_RECORDS SHOWN_
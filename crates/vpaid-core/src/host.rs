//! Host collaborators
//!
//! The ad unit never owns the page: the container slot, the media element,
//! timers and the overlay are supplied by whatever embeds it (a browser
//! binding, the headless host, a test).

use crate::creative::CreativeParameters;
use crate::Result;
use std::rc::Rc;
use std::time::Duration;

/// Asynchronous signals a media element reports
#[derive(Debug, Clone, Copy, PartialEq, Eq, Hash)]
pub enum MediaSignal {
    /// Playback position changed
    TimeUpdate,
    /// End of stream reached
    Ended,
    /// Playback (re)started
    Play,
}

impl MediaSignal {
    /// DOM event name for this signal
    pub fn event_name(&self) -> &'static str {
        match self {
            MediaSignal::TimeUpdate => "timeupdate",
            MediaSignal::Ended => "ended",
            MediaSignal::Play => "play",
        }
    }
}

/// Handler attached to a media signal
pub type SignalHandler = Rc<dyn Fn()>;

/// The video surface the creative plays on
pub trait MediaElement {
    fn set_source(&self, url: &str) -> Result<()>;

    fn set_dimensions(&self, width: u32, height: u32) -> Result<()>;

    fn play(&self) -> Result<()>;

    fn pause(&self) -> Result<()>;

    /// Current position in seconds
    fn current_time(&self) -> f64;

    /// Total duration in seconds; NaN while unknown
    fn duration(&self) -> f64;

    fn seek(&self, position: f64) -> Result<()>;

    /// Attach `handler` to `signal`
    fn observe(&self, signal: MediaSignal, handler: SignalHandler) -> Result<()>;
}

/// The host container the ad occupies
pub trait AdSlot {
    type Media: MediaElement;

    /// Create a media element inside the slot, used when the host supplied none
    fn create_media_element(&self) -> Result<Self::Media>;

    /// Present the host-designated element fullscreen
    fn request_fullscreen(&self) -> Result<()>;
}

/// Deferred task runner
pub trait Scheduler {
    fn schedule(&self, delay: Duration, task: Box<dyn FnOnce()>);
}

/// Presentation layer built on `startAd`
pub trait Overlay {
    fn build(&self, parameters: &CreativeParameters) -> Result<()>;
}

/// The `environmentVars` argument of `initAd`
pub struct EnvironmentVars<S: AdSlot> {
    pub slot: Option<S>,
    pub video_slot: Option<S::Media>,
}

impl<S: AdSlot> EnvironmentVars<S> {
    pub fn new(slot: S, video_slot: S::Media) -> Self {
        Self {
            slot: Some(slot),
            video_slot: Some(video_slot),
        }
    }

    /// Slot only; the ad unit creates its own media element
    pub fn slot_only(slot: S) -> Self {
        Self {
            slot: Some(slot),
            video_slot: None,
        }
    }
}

_PROBLEM TO SOLVE_
Show the lines where the word "seconds" appears in the entries.

_EXPECTED OUTPUT_
    /// Current position in seconds
    /// Total duration in seconds; NaN while unknown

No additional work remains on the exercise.